[ABOUT THIS TASK]:
Select every line below containing the word "secret".

....

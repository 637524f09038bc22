//! Authenticated session and the flags derived from it.

use chrono::{DateTime, Utc};
use serde::{Deserialize, Serialize};

use super::claims::TokenClaims;

/// The one access/refresh token pair the client holds.
///
/// Owned by the token store; replaced as a whole on refresh and destroyed on
/// logout or terminal refresh failure.
#[derive(Clone, PartialEq, Eq, Serialize, Deserialize)]
#[serde(rename_all = "camelCase")]
pub struct Session {
    /// Bearer credential attached to REST calls and the hub handshake.
    pub access_token: String,
    /// Single-use credential exchanged for a new pair.
    pub refresh_token: String,
    /// Expiry decoded from the access token, if it could be decoded.
    #[serde(default)]
    pub expires_at: Option<DateTime<Utc>>,
}

impl Session {
    /// Builds a session, deriving `expires_at` from the access token.
    #[must_use]
    pub fn new(access_token: impl Into<String>, refresh_token: impl Into<String>) -> Self {
        let access_token = access_token.into();
        let expires_at = TokenClaims::parse(&access_token)
            .ok()
            .map(|c| c.expires_at);
        Self {
            access_token,
            refresh_token: refresh_token.into(),
            expires_at,
        }
    }

    /// Derives the cached user flags from the access token's claims.
    #[must_use]
    pub fn flags(&self) -> SessionFlags {
        let claims = TokenClaims::parse(&self.access_token).ok();
        SessionFlags {
            user_id: claims.as_ref().and_then(|c| c.subject.clone()),
            email: claims.as_ref().and_then(|c| c.email.clone()),
            role: claims
                .as_ref()
                .and_then(|c| c.role.as_deref())
                .map(UserRole::from_claim),
            expires_at: self.expires_at,
        }
    }
}

// Tokens are credentials; keep them out of logs.
impl std::fmt::Debug for Session {
    fn fmt(&self, f: &mut std::fmt::Formatter<'_>) -> std::fmt::Result {
        f.debug_struct("Session")
            .field("access_token", &"<redacted>")
            .field("refresh_token", &"<redacted>")
            .field("expires_at", &self.expires_at)
            .finish()
    }
}

/// Marketplace role carried in the access token.
#[derive(Debug, Clone, PartialEq, Eq)]
pub enum UserRole {
    /// Sells produce and runs auctions.
    Farmer,
    /// Bids on auctions.
    Wholesaler,
    /// Platform administrator.
    Admin,
    /// Any role this client does not model.
    Other(String),
}

impl UserRole {
    /// Maps a role claim, case-insensitively.
    #[must_use]
    pub fn from_claim(raw: &str) -> Self {
        match raw.to_ascii_lowercase().as_str() {
            "farmer" => Self::Farmer,
            "wholesaler" => Self::Wholesaler,
            "admin" => Self::Admin,
            _ => Self::Other(raw.to_string()),
        }
    }
}

/// Flags the UI reads to decide which home screen to show.
#[derive(Debug, Clone, PartialEq, Eq, Default)]
pub struct SessionFlags {
    /// User identifier from the token subject.
    pub user_id: Option<String>,
    /// E-mail claim.
    pub email: Option<String>,
    /// Marketplace role.
    pub role: Option<UserRole>,
    /// Access token expiry.
    pub expires_at: Option<DateTime<Utc>>,
}

#[cfg(test)]
#[allow(clippy::panic)]
mod tests {
    use super::*;
    use crate::test_support::jwt_with_claims;

    #[test]
    fn new_derives_expiry_and_flags() {
        let access = jwt_with_claims(&serde_json::json!({
            "exp": 1_900_000_000,
            "sub": "u-1",
            "role": "wholesaler",
        }));
        let session = Session::new(access, "r-1");
        assert_eq!(session.expires_at.map(|t| t.timestamp()), Some(1_900_000_000));

        let flags = session.flags();
        assert_eq!(flags.user_id.as_deref(), Some("u-1"));
        assert_eq!(flags.role, Some(UserRole::Wholesaler));
    }

    #[test]
    fn opaque_token_has_no_expiry() {
        let session = Session::new("opaque", "r");
        assert!(session.expires_at.is_none());
        assert_eq!(session.flags(), SessionFlags::default());
    }

    #[test]
    fn debug_redacts_tokens() {
        let session = Session::new("secret-access", "secret-refresh");
        let printed = format!("{session:?}");
        assert!(!printed.contains("secret"));
    }

    #[test]
    fn unknown_role_is_preserved() {
        assert_eq!(
            UserRole::from_claim("Inspector"),
            UserRole::Other("Inspector".to_string())
        );
        assert_eq!(UserRole::from_claim("FARMER"), UserRole::Farmer);
    }
}
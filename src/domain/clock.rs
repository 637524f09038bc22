//! Injectable wall clock.

use std::fmt;

use chrono::{DateTime, Utc};

/// Source of the current time, used for token staleness decisions.
pub trait Clock: Send + Sync + fmt::Debug {
    /// Returns the current UTC time.
    fn now(&self) -> DateTime<Utc>;
}

/// [`Clock`] backed by the system time.
#[derive(Debug, Clone, Copy, Default)]
pub struct SystemClock;

impl Clock for SystemClock {
    fn now(&self) -> DateTime<Utc> {
        Utc::now()
    }
}
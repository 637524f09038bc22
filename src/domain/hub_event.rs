//! Events delivered to subscribers of the realtime hub.
//!
//! Server pushes arrive as named invocations with positional JSON
//! arguments; [`HubEvent::from_invocation`] turns them into typed variants.
//! Connection-state changes are published through the same type so one
//! registry serves every UI surface.

use chrono::{DateTime, Utc};
use serde::{Deserialize, Serialize};

use super::AuctionId;
use super::notification::NotificationRecord;
use crate::error::ClientError;

/// Lifecycle state of the hub connection.
#[derive(Debug, Clone, Copy, PartialEq, Eq, Hash, Serialize, Deserialize)]
#[serde(rename_all = "snake_case")]
pub enum ConnectionState {
    /// No transport, no pending attempt.
    Disconnected,
    /// First attempt in progress.
    Connecting,
    /// Transport open and group membership restored.
    Connected,
    /// Transport lost; automatic attempts in progress.
    Reconnecting,
}

impl ConnectionState {
    /// Returns `true` only for [`ConnectionState::Connected`].
    #[must_use]
    pub const fn is_connected(self) -> bool {
        matches!(self, Self::Connected)
    }

    /// Returns `true` while an attempt is pending.
    #[must_use]
    pub const fn is_pending(self) -> bool {
        matches!(self, Self::Connecting | Self::Reconnecting)
    }
}

/// A bid was accepted on an auction.
#[derive(Debug, Clone, PartialEq, Serialize, Deserialize)]
#[serde(rename_all = "camelCase")]
pub struct BidPlaced {
    /// Auction the bid belongs to.
    pub auction_id: AuctionId,
    /// Bid identifier.
    #[serde(default)]
    pub bid_id: Option<uuid::Uuid>,
    /// Bidder identifier.
    #[serde(default)]
    pub bidder_id: Option<String>,
    /// Bidder display name.
    #[serde(default)]
    pub bidder_name: Option<String>,
    /// Bid amount.
    pub amount: f64,
    /// Auction price after the bid.
    #[serde(default)]
    pub current_price: Option<f64>,
    /// Number of bids on the auction after this one.
    #[serde(default)]
    pub total_bids: Option<u32>,
    /// When the server accepted the bid.
    #[serde(default)]
    pub placed_at: Option<DateTime<Utc>>,
}

/// An auction was closed by a buy-now purchase.
#[derive(Debug, Clone, PartialEq, Serialize, Deserialize)]
#[serde(rename_all = "camelCase")]
pub struct BuyNowExecuted {
    /// Auction that was bought out.
    pub auction_id: AuctionId,
    /// Buyer identifier.
    #[serde(default)]
    pub buyer_id: Option<String>,
    /// Buyer display name.
    #[serde(default)]
    pub buyer_name: Option<String>,
    /// Price paid.
    pub price: f64,
    /// When the purchase executed.
    #[serde(default)]
    pub executed_at: Option<DateTime<Utc>>,
}

/// A platform-wide notice (maintenance, announcements).
#[derive(Debug, Clone, PartialEq, Serialize, Deserialize)]
#[serde(rename_all = "camelCase")]
pub struct SystemNotice {
    /// Optional headline.
    #[serde(default)]
    pub title: Option<String>,
    /// Notice text.
    pub message: String,
    /// Optional severity label.
    #[serde(default)]
    pub severity: Option<String>,
}

/// Discriminant of [`HubEvent`], used as the registry key.
#[derive(Debug, Clone, Copy, PartialEq, Eq, Hash)]
pub enum EventKind {
    /// [`HubEvent::BidPlaced`].
    BidPlaced,
    /// [`HubEvent::BuyNowExecuted`].
    BuyNowExecuted,
    /// [`HubEvent::NewNotification`].
    NewNotification,
    /// [`HubEvent::SystemNotice`].
    SystemNotice,
    /// [`HubEvent::ConnectionStateChanged`].
    ConnectionStateChanged,
}

/// Every event a subscriber can receive.
#[derive(Debug, Clone, PartialEq)]
pub enum HubEvent {
    /// A bid was placed.
    BidPlaced(BidPlaced),
    /// A buy-now purchase closed an auction.
    BuyNowExecuted(BuyNowExecuted),
    /// A notification was pushed to this user.
    NewNotification(NotificationRecord),
    /// A platform notice was broadcast.
    SystemNotice(SystemNotice),
    /// The hub connection changed state.
    ConnectionStateChanged(ConnectionState),
}

impl HubEvent {
    /// Returns the registry key for this event.
    #[must_use]
    pub const fn kind(&self) -> EventKind {
        match self {
            Self::BidPlaced(_) => EventKind::BidPlaced,
            Self::BuyNowExecuted(_) => EventKind::BuyNowExecuted,
            Self::NewNotification(_) => EventKind::NewNotification,
            Self::SystemNotice(_) => EventKind::SystemNotice,
            Self::ConnectionStateChanged(_) => EventKind::ConnectionStateChanged,
        }
    }

    /// Returns the auction this event is scoped to, if any.
    #[must_use]
    pub const fn auction_id(&self) -> Option<AuctionId> {
        match self {
            Self::BidPlaced(e) => Some(e.auction_id),
            Self::BuyNowExecuted(e) => Some(e.auction_id),
            Self::NewNotification(_) | Self::SystemNotice(_) | Self::ConnectionStateChanged(_) => {
                None
            }
        }
    }

    /// Decodes a server invocation.
    ///
    /// Returns `Ok(None)` for targets this client does not handle.
    ///
    /// # Errors
    ///
    /// Returns [`ClientError::Decode`] if a known target carries an
    /// argument that does not match its payload shape.
    pub fn from_invocation(
        target: &str,
        arguments: &[serde_json::Value],
    ) -> Result<Option<Self>, ClientError> {
        let event = match target {
            "BidPlaced" => Self::BidPlaced(first_argument(target, arguments)?),
            "BuyNowExecuted" => Self::BuyNowExecuted(first_argument(target, arguments)?),
            "ReceiveNotification" | "NewNotification" => {
                Self::NewNotification(first_argument(target, arguments)?)
            }
            "SystemNotice" => Self::SystemNotice(system_notice(arguments)?),
            _ => return Ok(None),
        };
        Ok(Some(event))
    }
}

fn first_argument<T: serde::de::DeserializeOwned>(
    target: &str,
    arguments: &[serde_json::Value],
) -> Result<T, ClientError> {
    let value = arguments
        .first()
        .ok_or_else(|| ClientError::Decode(format!("{target}: missing argument")))?;
    T::deserialize(value).map_err(|e| ClientError::Decode(format!("{target}: {e}")))
}

/// Notices are sent either as an object or as a bare string.
fn system_notice(arguments: &[serde_json::Value]) -> Result<SystemNotice, ClientError> {
    match arguments.first() {
        Some(serde_json::Value::String(message)) => Ok(SystemNotice {
            title: None,
            message: message.clone(),
            severity: None,
        }),
        _ => first_argument("SystemNotice", arguments),
    }
}

#[cfg(test)]
#[allow(clippy::panic)]
mod tests {
    use super::*;

    #[test]
    fn decodes_bid_placed() {
        let auction = AuctionId::new();
        let args = vec![serde_json::json!({
            "auctionId": auction.to_string(),
            "bidderName": "Green Valley Co",
            "amount": 1250.5,
            "currentPrice": 1250.5,
            "totalBids": 4
        })];
        let Ok(Some(event)) = HubEvent::from_invocation("BidPlaced", &args) else {
            panic!("bid should decode");
        };
        assert_eq!(event.kind(), EventKind::BidPlaced);
        assert_eq!(event.auction_id(), Some(auction));
    }

    #[test]
    fn unknown_target_is_ignored() {
        let result = HubEvent::from_invocation("AuctionViewerCount", &[serde_json::json!(3)]);
        assert!(matches!(result, Ok(None)));
    }

    #[test]
    fn bad_payload_is_decode_error() {
        let result = HubEvent::from_invocation("BuyNowExecuted", &[serde_json::json!("oops")]);
        assert!(matches!(result, Err(ClientError::Decode(_))));
        let missing = HubEvent::from_invocation("BidPlaced", &[]);
        assert!(matches!(missing, Err(ClientError::Decode(_))));
    }

    #[test]
    fn system_notice_accepts_bare_string() {
        let Ok(Some(HubEvent::SystemNotice(notice))) =
            HubEvent::from_invocation("SystemNotice", &[serde_json::json!("Maintenance at 02:00")])
        else {
            panic!("notice should decode");
        };
        assert_eq!(notice.message, "Maintenance at 02:00");
    }

    #[test]
    fn connection_state_predicates() {
        assert!(ConnectionState::Connected.is_connected());
        assert!(ConnectionState::Reconnecting.is_pending());
        assert!(!ConnectionState::Disconnected.is_pending());
    }
}
//! Durable storage for the session token pair.
//!
//! Every backend stores the access and refresh tokens as one record, so a
//! reader can never observe a new access token paired with an old refresh
//! token. Nothing here talks to the network.

use std::fmt;
use std::path::{Path, PathBuf};

use async_trait::async_trait;
use tokio::io::AsyncWriteExt;
use tokio::sync::RwLock;

use crate::domain::Session;
use crate::error::ClientError;

/// Persistence seam for the [`Session`].
#[async_trait]
pub trait TokenStore: Send + Sync + fmt::Debug {
    /// Reads the whole session.
    ///
    /// # Errors
    ///
    /// Returns [`ClientError::Storage`] if the backend cannot be read.
    async fn load(&self) -> Result<Option<Session>, ClientError>;

    /// Atomically replaces the stored pair.
    ///
    /// # Errors
    ///
    /// Returns [`ClientError::Storage`] if the write fails; the previous
    /// pair is then still in place.
    async fn set_session(&self, access_token: &str, refresh_token: &str) -> Result<(), ClientError>;

    /// Removes the stored pair.
    ///
    /// # Errors
    ///
    /// Returns [`ClientError::Storage`] if the backend cannot be cleared.
    async fn clear(&self) -> Result<(), ClientError>;

    /// Reads the access token.
    ///
    /// # Errors
    ///
    /// Propagates [`TokenStore::load`] failures.
    async fn access_token(&self) -> Result<Option<String>, ClientError> {
        Ok(self.load().await?.map(|s| s.access_token))
    }

    /// Reads the refresh token.
    ///
    /// # Errors
    ///
    /// Propagates [`TokenStore::load`] failures.
    async fn refresh_token(&self) -> Result<Option<String>, ClientError> {
        Ok(self.load().await?.map(|s| s.refresh_token))
    }
}

/// Process-local store; tokens are lost when the process exits.
#[derive(Debug, Default)]
pub struct MemoryTokenStore {
    session: RwLock<Option<Session>>,
}

impl MemoryTokenStore {
    /// Creates an empty store.
    #[must_use]
    pub fn new() -> Self {
        Self::default()
    }

    /// Creates a store that already holds `session`.
    #[must_use]
    pub fn with_session(session: Session) -> Self {
        Self {
            session: RwLock::new(Some(session)),
        }
    }
}

#[async_trait]
impl TokenStore for MemoryTokenStore {
    async fn load(&self) -> Result<Option<Session>, ClientError> {
        Ok(self.session.read().await.clone())
    }

    async fn set_session(&self, access_token: &str, refresh_token: &str) -> Result<(), ClientError> {
        *self.session.write().await = Some(Session::new(access_token, refresh_token));
        Ok(())
    }

    async fn clear(&self) -> Result<(), ClientError> {
        *self.session.write().await = None;
        Ok(())
    }
}

/// JSON file store with an in-memory cache.
///
/// Writes go to `<path>.tmp` and are renamed over `path`, so a crash never
/// leaves a half-written document behind. The cache lock is held across
/// the write, serializing writers and keeping readers on the last
/// committed pair.
#[derive(Debug)]
pub struct FileTokenStore {
    path: PathBuf,
    cache: RwLock<Option<Option<Session>>>,
}

impl FileTokenStore {
    /// Creates a store backed by `path`. The file is read lazily.
    #[must_use]
    pub fn new(path: impl Into<PathBuf>) -> Self {
        Self {
            path: path.into(),
            cache: RwLock::new(None),
        }
    }

    /// The backing file.
    #[must_use]
    pub fn path(&self) -> &Path {
        &self.path
    }

    fn temp_path(&self) -> PathBuf {
        let mut name = self.path.as_os_str().to_owned();
        name.push(".tmp");
        PathBuf::from(name)
    }

    async fn read_file(&self) -> Result<Option<Session>, ClientError> {
        match tokio::fs::read(&self.path).await {
            Ok(bytes) => match serde_json::from_slice::<Session>(&bytes) {
                Ok(session) => Ok(Some(session)),
                Err(e) => {
                    tracing::warn!(path = %self.path.display(), error = %e, "corrupt token file ignored");
                    Ok(None)
                }
            },
            Err(e) if e.kind() == std::io::ErrorKind::NotFound => Ok(None),
            Err(e) => Err(ClientError::Storage(format!(
                "read {}: {e}",
                self.path.display()
            ))),
        }
    }

    async fn write_file(&self, session: &Session) -> Result<(), ClientError> {
        if let Some(dir) = self.path.parent()
            && !dir.as_os_str().is_empty()
        {
            tokio::fs::create_dir_all(dir)
                .await
                .map_err(|e| ClientError::Storage(format!("create {}: {e}", dir.display())))?;
        }
        let json = serde_json::to_vec(session)?;
        let tmp = self.temp_path();
        let write_err = |e: std::io::Error| ClientError::Storage(format!("write {}: {e}", tmp.display()));
        let mut file = tokio::fs::File::create(&tmp).await.map_err(write_err)?;
        file.write_all(&json).await.map_err(write_err)?;
        file.sync_all().await.map_err(write_err)?;
        drop(file);
        tokio::fs::rename(&tmp, &self.path)
            .await
            .map_err(|e| ClientError::Storage(format!("rename {}: {e}", self.path.display())))
    }
}

#[async_trait]
impl TokenStore for FileTokenStore {
    async fn load(&self) -> Result<Option<Session>, ClientError> {
        if let Some(cached) = self.cache.read().await.as_ref() {
            return Ok(cached.clone());
        }
        let mut cache = self.cache.write().await;
        if let Some(cached) = cache.as_ref() {
            return Ok(cached.clone());
        }
        let session = self.read_file().await?;
        *cache = Some(session.clone());
        Ok(session)
    }

    async fn set_session(&self, access_token: &str, refresh_token: &str) -> Result<(), ClientError> {
        let session = Session::new(access_token, refresh_token);
        let mut cache = self.cache.write().await;
        self.write_file(&session).await?;
        *cache = Some(Some(session));
        Ok(())
    }

    async fn clear(&self) -> Result<(), ClientError> {
        let mut cache = self.cache.write().await;
        match tokio::fs::remove_file(&self.path).await {
            Ok(()) => {}
            Err(e) if e.kind() == std::io::ErrorKind::NotFound => {}
            Err(e) => {
                return Err(ClientError::Storage(format!(
                    "remove {}: {e}",
                    self.path.display()
                )));
            }
        }
        *cache = Some(None);
        Ok(())
    }
}

#[cfg(test)]
#[allow(clippy::panic)]
mod tests {
    use super::*;
    use std::sync::Arc;
    use tokio_test::assert_ok;

    fn scratch_path(tag: &str) -> PathBuf {
        std::env::temp_dir()
            .join(format!("agrimarket-{tag}-{}", uuid::Uuid::new_v4()))
            .join("session.json")
    }

    #[tokio::test]
    async fn memory_store_round_trip() {
        let store = MemoryTokenStore::new();
        assert!(matches!(store.load().await, Ok(None)));

        assert_ok!(store.set_session("a1", "r1").await);
        assert_eq!(store.access_token().await, Ok(Some("a1".to_string())));
        assert_eq!(store.refresh_token().await, Ok(Some("r1".to_string())));

        assert_ok!(store.clear().await);
        assert_eq!(store.access_token().await, Ok(None));
    }

    #[tokio::test]
    async fn concurrent_writers_never_mix_pairs() {
        let store = Arc::new(MemoryTokenStore::new());
        let mut tasks = Vec::new();
        for n in 0..16 {
            let store = Arc::clone(&store);
            tasks.push(tokio::spawn(async move {
                let _ = store
                    .set_session(&format!("access-{n}"), &format!("refresh-{n}"))
                    .await;
                store.load().await
            }));
        }
        for task in tasks {
            let Ok(Ok(Some(session))) = task.await else {
                panic!("load failed");
            };
            let a = session.access_token.trim_start_matches("access-");
            let r = session.refresh_token.trim_start_matches("refresh-");
            assert_eq!(a, r);
        }
    }

    #[tokio::test]
    async fn file_store_persists_across_instances() {
        let path = scratch_path("persist");
        let first = FileTokenStore::new(&path);
        assert_ok!(first.set_session("a1", "r1").await);

        let second = FileTokenStore::new(&path);
        let Ok(Some(session)) = second.load().await else {
            panic!("session should be persisted");
        };
        assert_eq!(session.access_token, "a1");
        assert_eq!(session.refresh_token, "r1");

        assert_ok!(second.clear().await);
        assert!(!path.exists());
        assert!(matches!(FileTokenStore::new(&path).load().await, Ok(None)));
        if let Some(dir) = path.parent() {
            let _ = std::fs::remove_dir_all(dir);
        }
    }

    #[tokio::test]
    async fn file_store_replaces_document_without_leftovers() {
        let path = scratch_path("replace");
        let store = FileTokenStore::new(&path);
        assert_ok!(store.set_session("a1", "r1").await);
        assert_ok!(store.set_session("a2", "r2").await);

        let Ok(bytes) = std::fs::read(&path) else {
            panic!("token file should exist");
        };
        let Ok(on_disk) = serde_json::from_slice::<Session>(&bytes) else {
            panic!("token file should hold a complete document");
        };
        assert_eq!(on_disk.access_token, "a2");
        assert_eq!(on_disk.refresh_token, "r2");
        assert!(!store.temp_path().exists());
        if let Some(dir) = path.parent() {
            let _ = std::fs::remove_dir_all(dir);
        }
    }

    #[tokio::test]
    async fn file_store_treats_corrupt_file_as_empty() {
        let path = scratch_path("corrupt");
        if let Some(dir) = path.parent() {
            let _ = std::fs::create_dir_all(dir);
        }
        let _ = std::fs::write(&path, b"{ not json");
        let store = FileTokenStore::new(&path);
        assert!(matches!(store.load().await, Ok(None)));
        assert_ok!(store.clear().await);
        if let Some(dir) = path.parent() {
            let _ = std::fs::remove_dir_all(dir);
        }
    }
}
//! Client error taxonomy.
//!
//! [`ClientError`] is the central error type for the crate. Every REST call,
//! token operation and hub connect attempt resolves to one of its variants,
//! so UI-facing code can decide between "show a message" and "force the
//! user back to the login screen" without inspecting strings.
//!
//! | Variant           | Terminal for the session | HTTP equivalent |
//! |-------------------|--------------------------|-----------------|
//! | `Network`         | no (hub retries)         | -               |
//! | `AuthRejected`    | yes                      | 401             |
//! | `SessionExpired`  | yes                      | 401             |
//! | `Unauthenticated` | yes                      | 401             |
//! | `Api`             | no                       | server status   |
//! | `Decode`          | no                       | -               |
//! | `Storage`         | no                       | -               |
//! | `NotConnected`    | no                       | -               |
//! | `Config`          | no                       | -               |

/// Crate-wide error enum.
///
/// `Clone` so that one refresh exchange outcome can be handed to every
/// caller waiting on it.
#[derive(Debug, Clone, PartialEq, Eq, thiserror::Error)]
pub enum ClientError {
    /// Transient transport failure (DNS, TCP, TLS, timeout, dropped socket).
    #[error("network error: {0}")]
    Network(String),

    /// The server explicitly rejected the presented credentials.
    #[error("credentials rejected by server")]
    AuthRejected,

    /// No valid path to a fresh access token exists.
    #[error("session expired; re-authentication required")]
    SessionExpired,

    /// No access token is stored; the request was not attempted.
    #[error("not authenticated")]
    Unauthenticated,

    /// The server answered with a non-success status or envelope.
    #[error("server error ({status}): {message}")]
    Api {
        /// HTTP status code returned by the server.
        status: u16,
        /// Server-provided message, or the raw body when none was given.
        message: String,
    },

    /// A payload could not be decoded.
    #[error("malformed payload: {0}")]
    Decode(String),

    /// Durable token storage failed.
    #[error("token store error: {0}")]
    Storage(String),

    /// The hub connection is not established.
    #[error("hub not connected")]
    NotConnected,

    /// Invalid configuration value.
    #[error("invalid configuration: {0}")]
    Config(String),
}

impl ClientError {
    /// Returns `true` when the UI must redirect to the login screen.
    #[must_use]
    pub const fn requires_login(&self) -> bool {
        matches!(
            self,
            Self::AuthRejected | Self::SessionExpired | Self::Unauthenticated
        )
    }

    /// Returns `true` for failures worth retrying later.
    #[must_use]
    pub const fn is_transient(&self) -> bool {
        matches!(self, Self::Network(_))
    }

    /// Returns the HTTP status this error is equivalent to, if any.
    #[must_use]
    pub const fn status_code(&self) -> Option<u16> {
        match self {
            Self::AuthRejected | Self::SessionExpired | Self::Unauthenticated => Some(401),
            Self::Api { status, .. } => Some(*status),
            Self::Network(_)
            | Self::Decode(_)
            | Self::Storage(_)
            | Self::NotConnected
            | Self::Config(_) => None,
        }
    }
}

impl From<reqwest::Error> for ClientError {
    fn from(err: reqwest::Error) -> Self {
        if err.is_decode() {
            Self::Decode(err.to_string())
        } else {
            Self::Network(err.to_string())
        }
    }
}

impl From<serde_json::Error> for ClientError {
    fn from(err: serde_json::Error) -> Self {
        Self::Decode(err.to_string())
    }
}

....

[SOLVED EXERCISE]:
        let session = Session::new("secret-access", "secret-refresh");
        assert!(!printed.contains("secret"));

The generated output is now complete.